-- Records to process follows --

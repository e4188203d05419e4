//! Budget entries projected from an account snapshot.

use serde::{Deserialize, Serialize};

use crate::{category::BudgetCategory, common::Displayable};

/// A named budget line with its budgeted amount.
#[derive(Debug, Clone, Serialize, Deserialize, PartialEq)]
pub struct BudgetEntry {
    pub id: u32,
    pub name: String,
    pub amount: f64,
}

impl BudgetEntry {
    pub fn new(id: u32, name: impl Into<String>, amount: f64) -> Self {
        Self {
            id,
            name: name.into(),
            amount,
        }
    }

    pub fn for_category(category: BudgetCategory, amount: f64) -> Self {
        Self::new(category.id(), category.display_name(), amount)
    }

    /// Category this entry was projected from, if the id is a known one.
    pub fn category(&self) -> Option<BudgetCategory> {
        BudgetCategory::from_id(self.id)
    }

    /// Overwrites name and amount with the draft, keeping the id.
    pub fn apply(&mut self, draft: &BudgetDraft) {
        self.name = draft.name.clone();
        self.amount = draft.amount;
    }
}

impl Displayable for BudgetEntry {
    fn display_label(&self) -> String {
        format!("#{} {}", self.id, self.name)
    }
}

/// Fields supplied by the create/edit form; the id is assigned elsewhere.
#[derive(Debug, Clone, Serialize, Deserialize, PartialEq)]
pub struct BudgetDraft {
    pub name: String,
    pub amount: f64,
}

impl BudgetDraft {
    pub fn new(name: impl Into<String>, amount: f64) -> Self {
        Self {
            name: name.into(),
            amount,
        }
    }
}

impl From<&BudgetEntry> for BudgetDraft {
    fn from(entry: &BudgetEntry) -> Self {
        Self::new(entry.name.clone(), entry.amount)
    }
}
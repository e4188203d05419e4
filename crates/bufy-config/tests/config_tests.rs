use bufy_config::{Config, ConfigError, ConfigManager, Theme};
use tempfile::tempdir;

#[test]
fn default_config_has_non_empty_fields() {
    let cfg = Config::default();

    assert_eq!(cfg.currency, "INR");
    assert!(!cfg.locale.is_empty());
    assert_eq!(cfg.default_filter, "all");
    assert!(cfg.last_snapshot.is_none());
}

#[test]
fn config_manager_persists_and_loads_config() {
    let dir = tempdir().expect("tempdir");
    let manager = ConfigManager::new(dir.path().join("config.json"));

    let mut cfg = Config::default();
    cfg.currency = "USD".to_string();
    cfg.default_filter = "over".to_string();
    cfg.last_snapshot = Some(dir.path().join("account.json"));

    manager.save(&cfg).expect("save config");
    let loaded = manager.load().expect("load config");

    assert_eq!(loaded.currency, "USD");
    assert_eq!(loaded.default_filter, "over");
    assert_eq!(loaded.last_snapshot, cfg.last_snapshot);
    assert!(!dir.path().join(".config.json.partial").exists());
}

#[test]
fn missing_config_file_yields_defaults() {
    let dir = tempdir().expect("tempdir");
    let manager = ConfigManager::with_base_dir(dir.path().to_path_buf()).expect("manager");

    assert!(manager.config_path().ends_with("config/config.json"));
    let loaded = manager.load().expect("load defaults");
    assert_eq!(loaded.currency, "INR");
}

#[test]
fn partial_config_fills_in_defaults() {
    let dir = tempdir().expect("tempdir");
    let path = dir.path().join("config.json");
    std::fs::write(&path, r#"{"locale":"en-US","currency":"EUR","theme":"plain"}"#)
        .expect("write config");

    let loaded = ConfigManager::new(path).load().expect("load config");
    assert_eq!(loaded.currency, "EUR");
    assert_eq!(loaded.theme, Theme::Plain);
    assert!(loaded.ui_color_enabled);
    assert_eq!(loaded.default_filter, "all");
}

#[test]
fn malformed_config_reports_serde_error() {
    let dir = tempdir().expect("tempdir");
    let path = dir.path().join("config.json");
    std::fs::write(&path, "{not json").expect("write config");

    let err = ConfigManager::new(path).load().unwrap_err();
    assert!(err.to_string().starts_with("Serialization error"));
}

#[test]
fn set_value_validates_and_normalizes() {
    let mut cfg = Config::default();

    cfg.set_value("currency", "eur").expect("valid currency");
    cfg.set_value("color", "off").expect("valid toggle");
    cfg.set_value("default_filter", "Under").expect("valid filter");
    cfg.set_value("theme", "plain").expect("theme");

    assert_eq!(cfg.currency, "EUR");
    assert!(!cfg.ui_color_enabled);
    assert_eq!(cfg.default_filter, "under");
    assert_eq!(cfg.theme, Theme::Plain);

    assert!(matches!(
        cfg.set_value("currency", "euro"),
        Err(ConfigError::InvalidValue { .. })
    ));
    assert!(matches!(
        cfg.set_value("default_filter", "sideways"),
        Err(ConfigError::InvalidValue { .. })
    ));
    assert!(matches!(
        cfg.set_value("timezone", "UTC"),
        Err(ConfigError::UnknownKey(_))
    ));
    assert_eq!(cfg.currency, "EUR");
}
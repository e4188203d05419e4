//! Shared holder for the current account snapshot with change notification.

use std::sync::{
    atomic::{AtomicU64, Ordering},
    PoisonError, RwLock,
};

use bufy_domain::AccountSnapshot;
use tracing::debug;

/// Handle returned by [`AccountStore::subscribe`].
#[derive(Debug, Clone, Copy, PartialEq, Eq, Hash)]
pub struct SubscriptionId(u64);

type Listener = Box<dyn Fn(Option<&AccountSnapshot>) + Send + Sync>;

/// Owns the account snapshot and tells subscribers whenever it changes.
///
/// Listeners run synchronously on the writer's thread, in subscription order.
/// They must not subscribe or unsubscribe from inside the callback.
#[derive(Default)]
pub struct AccountStore {
    current: RwLock<Option<AccountSnapshot>>,
    listeners: RwLock<Vec<(SubscriptionId, Listener)>>,
    next_id: AtomicU64,
}

impl AccountStore {
    pub fn new(initial: Option<AccountSnapshot>) -> Self {
        Self {
            current: RwLock::new(initial),
            ..Self::default()
        }
    }

    pub fn get(&self) -> Option<AccountSnapshot> {
        *self.current.read().unwrap_or_else(PoisonError::into_inner)
    }

    pub fn is_loaded(&self) -> bool {
        self.get().is_some()
    }

    /// Replaces the snapshot and notifies subscribers.
    pub fn set(&self, snapshot: AccountSnapshot) {
        self.replace(Some(snapshot));
    }

    /// Drops the snapshot and notifies subscribers with `None`.
    pub fn clear(&self) {
        self.replace(None);
    }

    /// Edits the current snapshot in place and publishes the result.
    ///
    /// The edit runs under the write lock, so concurrent updates never drop
    /// each other's changes. Returns `false` without notifying anyone when no
    /// snapshot is loaded.
    pub fn update<F>(&self, edit: F) -> bool
    where
        F: FnOnce(&mut AccountSnapshot),
    {
        let edited = {
            let mut current = self.current.write().unwrap_or_else(PoisonError::into_inner);
            let Some(snapshot) = current.as_mut() else {
                return false;
            };
            edit(snapshot);
            *snapshot
        };
        self.notify(Some(&edited));
        true
    }

    pub fn subscribe<F>(&self, listener: F) -> SubscriptionId
    where
        F: Fn(Option<&AccountSnapshot>) + Send + Sync + 'static,
    {
        let id = SubscriptionId(self.next_id.fetch_add(1, Ordering::Relaxed));
        self.listeners
            .write()
            .unwrap_or_else(PoisonError::into_inner)
            .push((id, Box::new(listener)));
        id
    }

    /// Removes a listener; returns `false` when the id was not registered.
    pub fn unsubscribe(&self, id: SubscriptionId) -> bool {
        let mut listeners = self
            .listeners
            .write()
            .unwrap_or_else(PoisonError::into_inner);
        let before = listeners.len();
        listeners.retain(|(existing, _)| *existing != id);
        listeners.len() != before
    }

    pub fn subscriber_count(&self) -> usize {
        self.listeners
            .read()
            .unwrap_or_else(PoisonError::into_inner)
            .len()
    }

    fn replace(&self, snapshot: Option<AccountSnapshot>) {
        {
            let mut current = self.current.write().unwrap_or_else(PoisonError::into_inner);
            *current = snapshot;
        }
        self.notify(snapshot.as_ref());
    }

    fn notify(&self, snapshot: Option<&AccountSnapshot>) {
        let listeners = self.listeners.read().unwrap_or_else(PoisonError::into_inner);
        debug!(
            "account snapshot changed; notifying {} subscriber(s)",
            listeners.len()
        );
        for (_, listener) in listeners.iter() {
            listener(snapshot);
        }
    }
}

#[cfg(test)]
mod tests {
    use std::sync::{Arc, Mutex};

    use super::*;

    #[test]
    fn notifies_subscribers_in_order() {
        let store = AccountStore::default();
        let seen = Arc::new(Mutex::new(Vec::new()));

        let first = Arc::clone(&seen);
        store.subscribe(move |snapshot| {
            first
                .lock()
                .unwrap()
                .push(("first", snapshot.map(|s| s.income)));
        });
        let second = Arc::clone(&seen);
        store.subscribe(move |snapshot| {
            second
                .lock()
                .unwrap()
                .push(("second", snapshot.map(|s| s.income)));
        });

        store.set(AccountSnapshot {
            income: 500.0,
            ..AccountSnapshot::default()
        });
        store.clear();

        let seen = seen.lock().unwrap();
        assert_eq!(
            *seen,
            vec![
                ("first", Some(500.0)),
                ("second", Some(500.0)),
                ("first", None),
                ("second", None),
            ]
        );
    }

    #[test]
    fn unsubscribed_listener_is_not_called() {
        let store = AccountStore::default();
        let calls = Arc::new(Mutex::new(0));
        let counter = Arc::clone(&calls);
        let id = store.subscribe(move |_| *counter.lock().unwrap() += 1);

        assert!(store.unsubscribe(id));
        assert!(!store.unsubscribe(id));
        store.set(AccountSnapshot::default());

        assert_eq!(*calls.lock().unwrap(), 0);
        assert_eq!(store.subscriber_count(), 0);
    }

    #[test]
    fn update_without_snapshot_is_a_no_op() {
        let store = AccountStore::default();
        assert!(!store.update(|snapshot| snapshot.income = 10.0));
        assert!(store.get().is_none());

        store.set(AccountSnapshot::default());
        assert!(store.update(|snapshot| snapshot.income = 10.0));
        assert_eq!(store.get().map(|s| s.income), Some(10.0));
    }

    #[test]
    fn concurrent_updates_are_not_lost() {
        let store = Arc::new(AccountStore::new(Some(AccountSnapshot::default())));
        let handles: Vec<_> = (0..4)
            .map(|_| {
                let store = Arc::clone(&store);
                std::thread::spawn(move || {
                    for _ in 0..250 {
                        store.update(|snapshot| snapshot.groceries += 1.0);
                    }
                })
            })
            .collect();
        for handle in handles {
            handle.join().unwrap();
        }

        assert_eq!(store.get().map(|s| s.groceries), Some(1000.0));
    }
}
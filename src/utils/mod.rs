pub mod build_info;
pub mod snapshot_file;

use std::sync::Once;

static TRACING_INIT: Once = Once::new();

/// Initializes the global tracing subscriber with sensible defaults.
///
/// `RUST_LOG` directives are honoured; logs go to stderr so command output
/// on stdout stays clean.
pub fn init_tracing() {
    TRACING_INIT.call_once(|| {
        use tracing_subscriber::{
            filter::{Directive, LevelFilter},
            fmt, EnvFilter,
        };

        let directive: Directive = "budget_view=info"
            .parse()
            .unwrap_or_else(|_| LevelFilter::INFO.into());
        let filter = EnvFilter::from_default_env().add_directive(directive);

        let _ = fmt()
            .with_env_filter(filter)
            .with_writer(std::io::stderr)
            .try_init();
    });
}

-- Records to process concluded --

> **Your objective**:
Copy every line from the entries that contains the word "RwLock".

> **Exercise answer**:
    PoisonError, RwLock,
    current: RwLock<Option<AccountSnapshot>>,
    listeners: RwLock<Vec<(SubscriptionId, Listener)>>,
            current: RwLock::new(initial),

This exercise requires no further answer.